WORK TO COMPLETE:
If a line in the data has the string "bind", please show it.

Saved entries
================================

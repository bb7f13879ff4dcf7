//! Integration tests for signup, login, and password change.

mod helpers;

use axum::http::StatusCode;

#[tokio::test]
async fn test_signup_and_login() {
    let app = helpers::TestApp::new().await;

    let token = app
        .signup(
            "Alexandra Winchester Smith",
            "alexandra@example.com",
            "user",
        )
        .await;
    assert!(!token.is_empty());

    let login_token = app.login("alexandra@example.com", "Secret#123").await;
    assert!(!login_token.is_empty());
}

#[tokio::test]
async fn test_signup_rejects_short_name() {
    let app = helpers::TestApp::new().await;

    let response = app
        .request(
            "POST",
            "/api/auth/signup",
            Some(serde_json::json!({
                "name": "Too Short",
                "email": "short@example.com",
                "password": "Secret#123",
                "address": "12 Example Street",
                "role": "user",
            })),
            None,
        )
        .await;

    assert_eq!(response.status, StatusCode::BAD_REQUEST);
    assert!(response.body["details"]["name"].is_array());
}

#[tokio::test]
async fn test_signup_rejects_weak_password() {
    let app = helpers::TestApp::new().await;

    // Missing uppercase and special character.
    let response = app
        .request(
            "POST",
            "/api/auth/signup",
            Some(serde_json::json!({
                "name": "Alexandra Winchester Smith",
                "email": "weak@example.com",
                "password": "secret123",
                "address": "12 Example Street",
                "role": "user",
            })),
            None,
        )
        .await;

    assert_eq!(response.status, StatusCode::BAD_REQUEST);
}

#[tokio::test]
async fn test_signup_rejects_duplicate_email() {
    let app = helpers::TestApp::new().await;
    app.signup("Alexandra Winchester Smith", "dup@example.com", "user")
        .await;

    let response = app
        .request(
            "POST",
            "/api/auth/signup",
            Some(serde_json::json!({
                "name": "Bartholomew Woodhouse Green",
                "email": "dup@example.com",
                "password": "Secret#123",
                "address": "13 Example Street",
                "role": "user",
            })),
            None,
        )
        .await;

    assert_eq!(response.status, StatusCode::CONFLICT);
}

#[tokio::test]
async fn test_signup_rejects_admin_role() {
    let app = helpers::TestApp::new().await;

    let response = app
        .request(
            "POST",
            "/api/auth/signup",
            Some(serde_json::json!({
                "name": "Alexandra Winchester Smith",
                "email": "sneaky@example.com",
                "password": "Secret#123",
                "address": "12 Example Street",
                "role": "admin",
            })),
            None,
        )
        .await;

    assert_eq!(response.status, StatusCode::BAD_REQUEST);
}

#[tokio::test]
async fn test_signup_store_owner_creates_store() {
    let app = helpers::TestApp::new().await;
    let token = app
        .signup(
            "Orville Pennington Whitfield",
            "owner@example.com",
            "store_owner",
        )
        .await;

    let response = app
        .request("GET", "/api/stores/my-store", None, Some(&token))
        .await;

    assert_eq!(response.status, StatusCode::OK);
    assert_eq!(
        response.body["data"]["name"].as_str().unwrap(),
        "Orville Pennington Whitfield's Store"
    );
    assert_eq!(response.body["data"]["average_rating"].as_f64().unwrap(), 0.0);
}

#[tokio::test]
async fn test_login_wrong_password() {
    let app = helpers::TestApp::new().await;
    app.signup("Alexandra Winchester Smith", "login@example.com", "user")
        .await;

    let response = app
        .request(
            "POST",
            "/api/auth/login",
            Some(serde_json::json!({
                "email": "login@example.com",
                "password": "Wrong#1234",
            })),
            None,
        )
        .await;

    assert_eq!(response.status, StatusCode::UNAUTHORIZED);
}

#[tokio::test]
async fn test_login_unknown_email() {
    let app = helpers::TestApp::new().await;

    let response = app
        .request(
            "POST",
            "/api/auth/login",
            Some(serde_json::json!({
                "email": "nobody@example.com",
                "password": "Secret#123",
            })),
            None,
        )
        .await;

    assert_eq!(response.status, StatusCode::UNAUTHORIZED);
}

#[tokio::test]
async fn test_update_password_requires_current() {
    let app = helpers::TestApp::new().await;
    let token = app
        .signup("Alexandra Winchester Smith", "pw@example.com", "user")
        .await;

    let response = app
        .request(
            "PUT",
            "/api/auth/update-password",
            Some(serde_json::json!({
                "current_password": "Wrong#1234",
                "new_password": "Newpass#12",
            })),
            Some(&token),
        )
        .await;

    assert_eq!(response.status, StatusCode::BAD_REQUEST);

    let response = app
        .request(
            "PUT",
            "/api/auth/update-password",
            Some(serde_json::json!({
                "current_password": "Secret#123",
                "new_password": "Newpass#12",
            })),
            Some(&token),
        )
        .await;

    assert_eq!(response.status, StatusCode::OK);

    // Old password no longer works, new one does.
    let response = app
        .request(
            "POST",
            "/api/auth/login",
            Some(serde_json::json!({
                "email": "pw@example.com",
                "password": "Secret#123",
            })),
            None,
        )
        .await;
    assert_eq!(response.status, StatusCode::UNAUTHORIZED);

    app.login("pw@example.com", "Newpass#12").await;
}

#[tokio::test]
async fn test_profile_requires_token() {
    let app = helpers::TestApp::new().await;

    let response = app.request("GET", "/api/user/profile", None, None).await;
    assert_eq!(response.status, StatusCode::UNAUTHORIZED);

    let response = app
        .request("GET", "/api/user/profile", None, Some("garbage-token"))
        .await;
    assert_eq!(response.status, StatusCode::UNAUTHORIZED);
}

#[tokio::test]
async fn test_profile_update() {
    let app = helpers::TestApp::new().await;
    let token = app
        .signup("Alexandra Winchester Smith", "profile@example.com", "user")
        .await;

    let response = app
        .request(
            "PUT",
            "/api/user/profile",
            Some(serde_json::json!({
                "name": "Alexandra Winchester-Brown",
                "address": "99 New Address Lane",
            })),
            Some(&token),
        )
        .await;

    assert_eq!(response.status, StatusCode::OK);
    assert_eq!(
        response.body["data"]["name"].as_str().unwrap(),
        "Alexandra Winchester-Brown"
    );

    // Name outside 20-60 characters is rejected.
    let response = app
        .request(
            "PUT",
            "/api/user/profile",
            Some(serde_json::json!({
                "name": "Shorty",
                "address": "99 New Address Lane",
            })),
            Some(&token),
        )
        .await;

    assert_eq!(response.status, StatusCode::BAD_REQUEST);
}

================================

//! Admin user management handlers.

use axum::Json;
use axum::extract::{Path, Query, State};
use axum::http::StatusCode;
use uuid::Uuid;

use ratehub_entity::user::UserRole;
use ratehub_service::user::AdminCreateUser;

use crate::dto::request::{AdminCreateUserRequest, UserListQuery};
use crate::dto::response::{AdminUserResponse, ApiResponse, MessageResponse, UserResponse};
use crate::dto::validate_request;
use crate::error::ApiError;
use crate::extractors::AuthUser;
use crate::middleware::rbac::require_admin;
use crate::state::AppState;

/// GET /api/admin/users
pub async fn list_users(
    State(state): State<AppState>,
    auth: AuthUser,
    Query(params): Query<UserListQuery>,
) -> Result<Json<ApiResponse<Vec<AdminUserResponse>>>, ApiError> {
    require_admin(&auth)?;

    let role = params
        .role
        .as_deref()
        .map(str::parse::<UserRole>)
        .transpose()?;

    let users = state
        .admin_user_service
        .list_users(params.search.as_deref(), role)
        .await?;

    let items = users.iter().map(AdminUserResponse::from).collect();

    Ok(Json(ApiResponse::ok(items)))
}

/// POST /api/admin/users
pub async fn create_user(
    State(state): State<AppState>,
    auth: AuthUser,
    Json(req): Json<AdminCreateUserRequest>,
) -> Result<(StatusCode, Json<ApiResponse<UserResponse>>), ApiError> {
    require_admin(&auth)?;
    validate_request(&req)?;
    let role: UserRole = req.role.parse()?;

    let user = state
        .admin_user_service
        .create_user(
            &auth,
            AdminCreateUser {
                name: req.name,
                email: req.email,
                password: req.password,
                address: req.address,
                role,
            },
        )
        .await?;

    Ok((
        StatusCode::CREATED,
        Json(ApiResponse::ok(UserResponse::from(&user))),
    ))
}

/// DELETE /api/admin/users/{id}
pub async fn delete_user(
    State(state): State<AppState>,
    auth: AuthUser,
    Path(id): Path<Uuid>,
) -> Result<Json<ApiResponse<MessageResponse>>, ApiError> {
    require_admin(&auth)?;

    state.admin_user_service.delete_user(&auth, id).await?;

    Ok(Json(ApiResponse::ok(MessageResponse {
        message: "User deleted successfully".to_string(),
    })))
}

================================

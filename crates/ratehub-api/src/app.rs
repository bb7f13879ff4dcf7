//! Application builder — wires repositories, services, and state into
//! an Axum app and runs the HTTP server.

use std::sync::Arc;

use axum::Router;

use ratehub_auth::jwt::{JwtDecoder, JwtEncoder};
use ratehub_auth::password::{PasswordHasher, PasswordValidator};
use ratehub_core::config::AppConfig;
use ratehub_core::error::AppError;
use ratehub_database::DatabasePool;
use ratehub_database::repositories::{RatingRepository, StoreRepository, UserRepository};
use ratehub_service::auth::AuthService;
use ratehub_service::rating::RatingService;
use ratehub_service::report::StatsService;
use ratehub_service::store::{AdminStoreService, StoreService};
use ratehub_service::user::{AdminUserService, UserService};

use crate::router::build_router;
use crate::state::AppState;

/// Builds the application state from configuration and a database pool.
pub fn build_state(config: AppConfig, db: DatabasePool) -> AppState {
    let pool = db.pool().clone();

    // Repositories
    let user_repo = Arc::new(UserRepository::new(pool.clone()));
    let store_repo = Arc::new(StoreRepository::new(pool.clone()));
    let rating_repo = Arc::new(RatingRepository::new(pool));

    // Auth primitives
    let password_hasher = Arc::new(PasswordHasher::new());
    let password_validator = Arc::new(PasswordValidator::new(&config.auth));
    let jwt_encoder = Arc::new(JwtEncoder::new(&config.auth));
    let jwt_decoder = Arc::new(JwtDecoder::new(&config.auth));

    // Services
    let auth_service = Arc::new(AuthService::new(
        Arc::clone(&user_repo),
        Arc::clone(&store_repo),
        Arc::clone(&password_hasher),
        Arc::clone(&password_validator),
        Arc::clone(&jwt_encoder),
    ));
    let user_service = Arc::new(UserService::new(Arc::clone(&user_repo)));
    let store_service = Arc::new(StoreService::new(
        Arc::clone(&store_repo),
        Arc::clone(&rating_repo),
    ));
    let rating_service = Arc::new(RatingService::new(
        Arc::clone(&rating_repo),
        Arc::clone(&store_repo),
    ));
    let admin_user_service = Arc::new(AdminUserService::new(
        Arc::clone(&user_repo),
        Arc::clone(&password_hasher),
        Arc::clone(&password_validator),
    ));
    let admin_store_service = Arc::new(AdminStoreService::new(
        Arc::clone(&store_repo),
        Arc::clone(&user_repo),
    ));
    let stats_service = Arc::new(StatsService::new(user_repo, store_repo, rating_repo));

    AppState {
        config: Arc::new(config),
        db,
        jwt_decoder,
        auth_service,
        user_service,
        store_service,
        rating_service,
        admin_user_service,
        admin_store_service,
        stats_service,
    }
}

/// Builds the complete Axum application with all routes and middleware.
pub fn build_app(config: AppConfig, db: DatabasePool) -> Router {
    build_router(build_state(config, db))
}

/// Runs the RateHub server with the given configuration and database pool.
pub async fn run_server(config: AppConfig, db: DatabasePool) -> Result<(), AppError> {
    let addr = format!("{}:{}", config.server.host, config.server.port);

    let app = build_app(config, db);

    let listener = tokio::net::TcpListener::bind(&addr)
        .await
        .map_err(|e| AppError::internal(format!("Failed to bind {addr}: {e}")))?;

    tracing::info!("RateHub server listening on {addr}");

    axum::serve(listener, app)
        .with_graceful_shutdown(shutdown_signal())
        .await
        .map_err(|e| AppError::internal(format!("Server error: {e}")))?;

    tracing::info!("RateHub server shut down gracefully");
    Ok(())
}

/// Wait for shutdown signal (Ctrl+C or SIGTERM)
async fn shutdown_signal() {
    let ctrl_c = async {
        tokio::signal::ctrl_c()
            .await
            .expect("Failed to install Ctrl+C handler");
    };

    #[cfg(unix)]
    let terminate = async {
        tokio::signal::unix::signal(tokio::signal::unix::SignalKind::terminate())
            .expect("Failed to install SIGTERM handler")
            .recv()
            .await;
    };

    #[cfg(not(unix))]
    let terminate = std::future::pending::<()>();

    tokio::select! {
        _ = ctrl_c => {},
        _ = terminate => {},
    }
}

================================

TASK RESULT:
    let listener = tokio::net::TcpListener::bind(&addr)
        .map_err(|e| AppError::internal(format!("Failed to bind {addr}: {e}")))?;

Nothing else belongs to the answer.